No eres el único judío creyente
Continué mis estudios con cinco años más de entrenamiento quirúrgico, médico, neurológico y psiquiátrico. En 1972, comencé un servicio de dos años como oficial médico del Ejército, especializado en psiquiatría. La Guerra de Vietnam estaba en progreso y, a través de una serie de circunstancias interesantes, fui ascendido a comandante y hecho jefe del departamento de neuropsiquiatría en un hospital militar de los EE.UU. Hice amistad con el capellán, y le conté acerca de mi fe en Jesús como mi Mesías, que murió por mis pecados y resucitó de entre los muertos. Nos reunimos regularmente para conversar, y comencé a crecer en mi fe en Cristo. En 1974, habiendo acabado la guerra de Vietnam, ‘accidentalmente’ me encontré con un predicador que me dijo que había muchos judíos que creían que Jesús era el Mesías.

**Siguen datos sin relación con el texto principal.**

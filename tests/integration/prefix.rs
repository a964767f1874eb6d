//! Prefix chord arming, dispatch and expiry

use crate::common::{RecordingHost, TestFixture};
use modal_layout::events::DispatchEvent;
use modal_layout::{KeyEvent, LogicalAction, Mode};
use pretty_assertions::assert_eq;

const NAVIGATE_LEFT: &str = "workbench.action.navigateLeft";

#[test]
fn test_prefix_then_h_focuses_left() -> Result<(), Box<dyn std::error::Error>> {
    let mut fx = TestFixture::new(RecordingHost::with_commands(&[NAVIGATE_LEFT]))?;
    let events = fx.dispatcher.subscribe();

    assert!(fx.prefix());
    assert!(fx.dispatcher.prefix_pending());
    assert!(fx.press("h"));
    assert!(!fx.dispatcher.prefix_pending());

    fx.dispatcher.flush();
    assert_eq!(fx.host.executed(), vec![NAVIGATE_LEFT]);
    assert_eq!(fx.dispatcher.mode(), Mode::Normal);

    let seen: Vec<DispatchEvent> = events.try_iter().collect();
    assert_eq!(
        seen,
        vec![
            DispatchEvent::PrefixArmed,
            DispatchEvent::PrefixDisarmed { expired: false },
            DispatchEvent::ActionEmitted(LogicalAction::FocusLeft),
        ]
    );
    Ok(())
}

#[test]
fn test_silence_expires_prefix_without_action() -> Result<(), Box<dyn std::error::Error>> {
    let mut fx = TestFixture::new(RecordingHost::with_commands(&[NAVIGATE_LEFT]))?;
    let events = fx.dispatcher.subscribe();

    assert!(fx.prefix());
    fx.clock.advance_ms(1249);
    assert!(!fx.dispatcher.tick());
    assert!(fx.dispatcher.prefix_pending());

    fx.clock.advance_ms(1);
    assert!(fx.dispatcher.tick());
    assert!(!fx.dispatcher.prefix_pending());
    assert_eq!(fx.dispatcher.live_timers(), 0);
    assert_eq!(fx.host.status_text().as_deref(), Some("NORMAL"));

    fx.dispatcher.flush();
    assert!(fx.host.executed().is_empty());
    let seen: Vec<DispatchEvent> = events.try_iter().collect();
    assert_eq!(
        seen,
        vec![
            DispatchEvent::PrefixArmed,
            DispatchEvent::PrefixDisarmed { expired: true },
        ]
    );
    Ok(())
}

#[test]
fn test_late_key_goes_to_modal_machine() -> Result<(), Box<dyn std::error::Error>> {
    let mut fx = TestFixture::new(RecordingHost::new())?;
    assert!(fx.press("i"));
    assert!(fx.prefix());
    fx.clock.advance_ms(2000);

    // No tick ran, the expired window is noticed on the next key
    assert!(!fx.press("h"));
    assert!(!fx.dispatcher.prefix_pending());
    assert_eq!(fx.dispatcher.mode(), Mode::Insert);
    Ok(())
}

#[test]
fn test_rearm_restarts_window_with_one_timer() -> Result<(), Box<dyn std::error::Error>> {
    let mut fx = TestFixture::new(RecordingHost::new())?;
    assert!(fx.prefix());
    fx.clock.advance_ms(1000);
    assert!(fx.prefix());
    assert_eq!(fx.dispatcher.live_timers(), 1);

    fx.clock.advance_ms(1000);
    assert!(!fx.dispatcher.tick());
    assert!(fx.dispatcher.prefix_pending());

    fx.clock.advance_ms(250);
    assert!(fx.dispatcher.tick());
    assert_eq!(fx.dispatcher.live_timers(), 0);
    Ok(())
}

#[test]
fn test_prefix_works_in_insert_mode() -> Result<(), Box<dyn std::error::Error>> {
    let mut fx = TestFixture::new(RecordingHost::new())?;
    assert!(fx.press("i"));
    assert!(fx.prefix());
    assert!(fx.press("n"));
    assert_eq!(fx.dispatcher.mode(), Mode::Normal);
    Ok(())
}

#[test]
fn test_modifier_key_keeps_prefix_armed() -> Result<(), Box<dyn std::error::Error>> {
    let host = RecordingHost::with_commands(&["workbench.action.splitEditorRight"]);
    let mut fx = TestFixture::new(host)?;
    assert!(fx.prefix());

    // Shift on its own arrives before the '%' it produces
    assert!(!fx.press("Shift"));
    assert!(fx.dispatcher.prefix_pending());
    assert!(fx.press("%"));

    fx.dispatcher.flush();
    assert_eq!(fx.host.executed(), vec!["workbench.action.splitEditorRight"]);
    Ok(())
}

#[test]
fn test_unbound_prefixed_key_is_swallowed() -> Result<(), Box<dyn std::error::Error>> {
    let mut fx = TestFixture::new(RecordingHost::new())?;
    let events = fx.dispatcher.subscribe();
    assert!(fx.prefix());
    assert!(fx.press("q"));
    assert!(!fx.dispatcher.prefix_pending());

    let emitted = events
        .try_iter()
        .filter(|event| matches!(event, DispatchEvent::ActionEmitted(_)))
        .count();
    assert_eq!(emitted, 0);
    Ok(())
}

#[test]
fn test_uppercase_prefixed_key_is_normalized() -> Result<(), Box<dyn std::error::Error>> {
    let mut fx = TestFixture::new(RecordingHost::new())?;
    assert!(fx.prefix());
    assert!(fx.press("V"));
    assert_eq!(fx.dispatcher.mode(), Mode::Visual);
    Ok(())
}

#[test]
fn test_arm_prefix_command() -> Result<(), Box<dyn std::error::Error>> {
    let mut fx = TestFixture::new(RecordingHost::new())?;
    assert!(fx.dispatcher.execute_id("modal-layout.prefix"));
    assert!(fx.dispatcher.prefix_pending());
    assert!(fx.press(":"));
    assert_eq!(fx.dispatcher.mode(), Mode::Command);
    Ok(())
}

#[test]
fn test_chord_with_other_modifiers_is_not_prefix() -> Result<(), Box<dyn std::error::Error>> {
    let mut fx = TestFixture::new(RecordingHost::new())?;
    let mut event = KeyEvent::ctrl("b");
    event.modifiers.alt = true;
    assert!(!fx.dispatcher.handle_key(&event).is_consumed());
    assert!(!fx.dispatcher.prefix_pending());
    Ok(())
}
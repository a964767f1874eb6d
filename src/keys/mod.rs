//! Keyboard event types and key normalization
//!
//! Key labels follow the DOM `KeyboardEvent.key` convention: printable keys are
//! the character they produce (`"a"`, `":"`), everything else is a name
//! (`"Escape"`, `"Enter"`, `"ArrowLeft"`).

mod filter;

pub use filter::ContextFilter;

use std::borrow::Cow;

/// Label of the escape key.
pub const ESCAPE: &str = "Escape";

/// Label of the enter key.
pub const ENTER: &str = "Enter";

/// Labels produced when a modifier key alone is pressed.
pub const MODIFIER_KEYS: &[&str] = &["Shift", "Control", "Alt", "Meta"];

/// Modifier keys held while a key was struck
#[derive(Debug, Clone, Copy, Default, PartialEq, Eq, Hash)]
pub struct Modifiers {
    /// Control key
    pub ctrl: bool,
    /// Alt / option key
    pub alt: bool,
    /// Meta / command / super key
    pub meta: bool,
    /// Shift key
    pub shift: bool,
}

impl Modifiers {
    /// No modifiers held.
    pub const NONE: Self = Self {
        ctrl: false,
        alt: false,
        meta: false,
        shift: false,
    };

    /// Only control held.
    pub const CTRL: Self = Self {
        ctrl: true,
        alt: false,
        meta: false,
        shift: false,
    };

    /// Only alt held.
    pub const ALT: Self = Self {
        ctrl: false,
        alt: true,
        meta: false,
        shift: false,
    };

    /// Only meta held.
    pub const META: Self = Self {
        ctrl: false,
        alt: false,
        meta: true,
        shift: false,
    };

    /// Only shift held.
    pub const SHIFT: Self = Self {
        ctrl: false,
        alt: false,
        meta: false,
        shift: true,
    };

    /// Whether a host-shortcut modifier (ctrl, alt or meta) is held.
    ///
    /// Shift is not a command modifier: it only changes which character a key
    /// produces.
    #[must_use]
    pub const fn has_command_modifier(self) -> bool {
        self.ctrl || self.alt || self.meta
    }
}

/// A keyboard event as delivered by the host's event source
#[derive(Debug, Clone, PartialEq, Eq)]
pub struct KeyEvent {
    /// Raw key label
    pub key: String,
    /// Modifiers held while the key was struck
    pub modifiers: Modifiers,
    /// Identifier of the element the event targets, if any
    pub target: Option<String>,
    /// Whether an earlier listener already handled this event
    pub default_prevented: bool,
}

impl KeyEvent {
    /// Create an unmodified event for `key`.
    #[must_use]
    pub fn new(key: impl Into<String>) -> Self {
        Self {
            key: key.into(),
            modifiers: Modifiers::NONE,
            target: None,
            default_prevented: false,
        }
    }

    /// Create an event for `key` struck with control held.
    #[must_use]
    pub fn ctrl(key: impl Into<String>) -> Self {
        Self::new(key).with_modifiers(Modifiers::CTRL)
    }

    /// Replace the modifiers of this event.
    #[must_use]
    pub const fn with_modifiers(mut self, modifiers: Modifiers) -> Self {
        self.modifiers = modifiers;
        self
    }

    /// Set the target element of this event.
    #[must_use]
    pub fn with_target(mut self, target: impl Into<String>) -> Self {
        self.target = Some(target.into());
        self
    }

    /// Mark this event as already handled by another listener.
    #[must_use]
    pub const fn prevented(mut self) -> Self {
        self.default_prevented = true;
        self
    }

    /// The normalized form of this event's key.
    #[must_use]
    pub fn normalized_key(&self) -> Cow<'_, str> {
        normalize_key(&self.key)
    }
}

/// What the host should do with an event after dispatch
#[derive(Debug, Clone, Copy, PartialEq, Eq)]
#[must_use]
pub enum Disposition {
    /// The dispatcher handled the event: prevent the default action and stop
    /// propagation.
    Consumed,
    /// The dispatcher did not handle the event: let it reach the editor.
    PassThrough,
}

impl Disposition {
    /// Whether the event was consumed.
    #[must_use]
    pub const fn is_consumed(self) -> bool {
        matches!(self, Self::Consumed)
    }
}

/// Canonicalize a raw key label.
///
/// Single-character labels are lower-cased; named keys such as `"Escape"` are
/// returned unchanged.
#[must_use]
pub fn normalize_key(key: &str) -> Cow<'_, str> {
    let mut chars = key.chars();
    match (chars.next(), chars.next()) {
        (Some(ch), None) if !ch.to_lowercase().eq([ch]) => {
            Cow::Owned(ch.to_lowercase().collect())
        }
        _ => Cow::Borrowed(key),
    }
}

/// Whether `key` is the label of a lone modifier key press.
#[must_use]
pub fn is_modifier_only(key: &str) -> bool {
    MODIFIER_KEYS.contains(&key)
}

/// Whether `key` is a single character (as opposed to a named key).
#[must_use]
pub fn is_single_char(key: &str) -> bool {
    let mut chars = key.chars();
    chars.next().is_some() && chars.next().is_none()
}
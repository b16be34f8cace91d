//! The finished clip and the configuration that shapes it.

use glam::{Quat, Vec3};

///
/// Caller-supplied import configuration.
///
/// The interactive settings dialog of the workflow this replaces collapses
/// into this plain value. Whether to prompt again per file is the
/// orchestrator's business, not this crate's.
///
#[derive(Debug, Clone)]
pub struct ImportSettings {
  /// Skeleton the host resolves default-pose context against. Carried for
  /// the host collaborator; the resampler itself never reads it.
  pub skeleton: Option<String>,

  /// Scales the resolved duration and resample rate before assembly.
  pub retime_factor: f32,
}

impl Default for ImportSettings {
  fn default() -> Self {
    ImportSettings {
      skeleton: None,
      retime_factor: 1.0,
    }
  }
}

///
/// One bone's uniformly resampled channels.
///
/// Channel lengths are independent. A channel whose source family never
/// mentioned this bone stays empty, with one exception: a track touched only
/// by the position or scale pass gets a single synthetic identity rotation
/// (see the resampler).
///
#[derive(Debug, Clone, Default)]
pub struct Track {
  /// Canonical bone identifier, unique within the clip.
  pub bone: String,
  pub rotations: Vec<Quat>,
  pub positions: Vec<Vec3>,
  pub scales: Vec<Vec3>,
}

impl Track {
  pub(crate) fn new(bone: &str) -> Self {
    Track {
      bone: bone.to_owned(),
      ..Track::default()
    }
  }
}

///
/// The final uniformly-sampled multi-bone animation.
///
/// Handed to the host's asset-persistence collaborator, which owns it from
/// that point.
///
#[derive(Debug, Clone)]
pub struct Clip {
  /// Fixed time step every channel was resampled at. Always positive.
  pub sample_interval: f32,

  /// Resolved source duration scaled by the retime factor. Always positive.
  pub duration: f32,

  /// Longest channel length over every track.
  pub frame_count: usize,

  /// Capture rate of the source curves, `1 / sample_interval`.
  pub source_frame_rate: f32,

  /// Playback rate the host should resample at: source rate times the
  /// retime factor. The target asset format distinguishes the two.
  pub resample_frame_rate: f32,

  /// Per-bone tracks, ordered by first encounter across the three families.
  pub tracks: Vec<Track>,
}
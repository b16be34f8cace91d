//! Bone curves collected out of a validated document, one family at a time.

use ahash::AHashMap;
use glam::{Quat, Vec3};

use crate::bone_path::bone_name;
use crate::convert::{convert_position, convert_rotation, convert_scale};
use crate::curve::{CurveValue, KeyframeCurve};
use crate::document::{ClipDocument, Components, CurveEntry};

///
/// An insertion-ordered map from bone id to that bone's curve in one family.
///
/// Track ordering in the final clip depends on the order bones were first
/// seen, so iteration has to be reproducible. A hash map alone is not; the
/// map only backs the id lookup.
///
#[derive(Debug, Default)]
pub struct CurveFamily<T> {
  entries: Vec<(String, KeyframeCurve<T>)>,
  index: AHashMap<String, usize>,
}

impl<T: CurveValue> CurveFamily<T> {
  /// The curve for `bone`, created empty on first encounter.
  pub(crate) fn curve_mut(&mut self, bone: &str) -> &mut KeyframeCurve<T> {
    let at = match self.index.get(bone) {
      Some(at) => *at,
      None => {
        let at = self.entries.len();
        self.entries.push((bone.to_owned(), KeyframeCurve::default()));
        self.index.insert(bone.to_owned(), at);
        at
      }
    };
    &mut self.entries[at].1
  }

  /// Bone and curve pairs, in first-seen order.
  pub fn iter(&self) -> impl Iterator<Item = (&str, &KeyframeCurve<T>)> {
    self.entries.iter().map(|(bone, curve)| (bone.as_str(), curve))
  }

  pub fn len(&self) -> usize {
    self.entries.len()
  }

  pub fn is_empty(&self) -> bool {
    self.entries.is_empty()
  }
}

///
/// Every curve of every family. Built once at parse time, immutable after.
///
#[derive(Debug, Default)]
pub struct CurveSet {
  pub rotations: CurveFamily<Quat>,
  pub positions: CurveFamily<Vec3>,
  pub scales: CurveFamily<Vec3>,
}

impl CurveSet {
  ///
  /// Walk the three curve families of a validated document, resolving bone
  /// names and converting every sample into the target convention.
  ///
  /// An absent or empty family or entry contributes nothing: that bone simply
  /// has no curve there. That is a smaller curve set, not an error.
  ///
  pub fn from_document(doc: &ClipDocument) -> Self {
    let mut set = CurveSet::default();
    collect_family(&mut set.rotations, &doc.rotation_curves, |value| {
      convert_rotation(Quat::from_xyzw(value.x, value.y, value.z, value.w))
    });
    collect_family(&mut set.positions, &doc.position_curves, |value| {
      convert_position(Vec3::new(value.x, value.y, value.z))
    });
    collect_family(&mut set.scales, &doc.scale_curves, |value| {
      convert_scale(Vec3::new(value.x, value.y, value.z))
    });
    set
  }
}

fn collect_family<T, F>(family: &mut CurveFamily<T>, entries: &[CurveEntry], decode: F)
where
  T: CurveValue,
  F: Fn(&Components) -> T,
{
  for entry in entries {
    if entry.curve.keys.is_empty() {
      continue;
    }
    let curve = family.curve_mut(bone_name(&entry.path));
    for point in &entry.curve.keys {
      curve.push_key(point.time, decode(&point.value));
    }
  }
}

#[cfg(test)]
mod tests {
  use super::*;
  use crate::document::AnimDocument;
  use float_cmp::approx_eq;
  use serde_json::json;

  fn parse(value: serde_json::Value) -> CurveSet {
    let document = match AnimDocument::from_value(value) {
      Ok(document) => document,
      Err(e) => panic!("test document failed to parse. {}", e),
    };
    CurveSet::from_document(&document.animation_clip)
  }

  #[test]
  fn bone_names_are_resolved_and_samples_converted() {
    let set = parse(json!({
      "AnimationClip": {
        "m_PositionCurves": [{
          "path": "Root/Spine/actor:Hand_L",
          "curve": { "m_Curve": [
            { "time": 0.0, "value": { "x": 1.0, "y": 2.0, "z": 3.0 } }
          ]}
        }]
      }
    }));

    let (bone, curve) = match set.positions.iter().next() {
      Some(entry) => entry,
      None => panic!("position curve went missing"),
    };
    assert_eq!(bone, "Hand_L");
    assert_eq!(curve.keys()[0].value, Vec3::new(-100.0, -200.0, 300.0));
  }

  #[test]
  fn rotation_samples_are_converted_and_unit_length() {
    let set = parse(json!({
      "AnimationClip": {
        "m_RotationCurves": [{
          "path": "Hip",
          "curve": { "m_Curve": [
            { "time": 0.0, "value": { "x": 1.0, "y": 0.0, "z": 0.0, "w": 0.0 } }
          ]}
        }]
      }
    }));

    let (_, curve) = match set.rotations.iter().next() {
      Some(entry) => entry,
      None => panic!("rotation curve went missing"),
    };
    let q = curve.keys()[0].value;
    assert!(approx_eq!(f32, q.x, -1.0, epsilon = 1e-6));
    assert!(approx_eq!(f32, q.length(), 1.0, epsilon = 1e-6));
  }

  #[test]
  fn first_seen_order_is_preserved() {
    let set = parse(json!({
      "AnimationClip": {
        "m_RotationCurves": [
          { "path": "B", "curve": { "m_Curve": [ { "time": 0.0, "value": { "w": 1.0 } } ] } },
          { "path": "A", "curve": { "m_Curve": [ { "time": 0.0, "value": { "w": 1.0 } } ] } },
          { "path": "C", "curve": { "m_Curve": [ { "time": 0.0, "value": { "w": 1.0 } } ] } }
        ]
      }
    }));

    let order: Vec<&str> = set.rotations.iter().map(|(bone, _)| bone).collect();
    assert_eq!(order, vec!["B", "A", "C"]);
  }

  #[test]
  fn entries_for_one_bone_merge_into_one_curve() {
    // Two entries resolving to the same bone id append into a single curve,
    // kept in time order.
    let set = parse(json!({
      "AnimationClip": {
        "m_PositionCurves": [
          { "path": "Root/actor:Hip", "curve": { "m_Curve": [
            { "time": 0.2, "value": { "x": 2.0, "y": 0.0, "z": 0.0 } }
          ]}},
          { "path": "Other/actor:Hip", "curve": { "m_Curve": [
            { "time": 0.1, "value": { "x": 1.0, "y": 0.0, "z": 0.0 } }
          ]}}
        ]
      }
    }));

    assert_eq!(set.positions.len(), 1);
    let (_, curve) = match set.positions.iter().next() {
      Some(entry) => entry,
      None => panic!("merged curve went missing"),
    };
    let times: Vec<f32> = curve.keys().iter().map(|key| key.time).collect();
    assert_eq!(times, vec![0.1, 0.2]);
  }

  #[test]
  fn empty_entries_yield_no_curve() {
    let set = parse(json!({
      "AnimationClip": {
        "m_ScaleCurves": [
          { "path": "Hip", "curve": { "m_Curve": [] } },
          { "path": "Chest", "curve": {} }
        ]
      }
    }));
    assert!(set.scales.is_empty());
  }
}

Hasta entonces, ¡yo había pensado que era el único en el mundo! ¡Qué alegría conocer a muchos de mis hermanos y hermanas judíos, y compartir con ellos mi fe en Cristo!
¡Qué gran amor!
Hay muchos conceptos erróneos acerca de Yeshúa profundamente arraigados entre el pueblo judío, que se han complicado por la persecución de los judíos por parte de Satanás, en el nombre de Jesús. Descubrí que, durante la Inquisición Española, ¡fueron más los creyentes en Cristo gentiles, es decir, cristianos verdaderos, que fueron asesinados, que los judíos! La pregunta en muchas mentes judías es: «¿Cómo puedo seguir a Cristo y continuar siendo judío?» Sin embargo, la verdadera pregunta debería ser: «¿Cómo puedo yo, un judío, rechazar a mi Salvador judío, que vino a ser como sus hermanos judíos y murió por ellos?» ¿Qué clase de amor debe haber tenido por nosotros para proporcionarnos nuestra necesaria kapporah (expiación) por el pecado, y llegar a ser nuestro sustituto?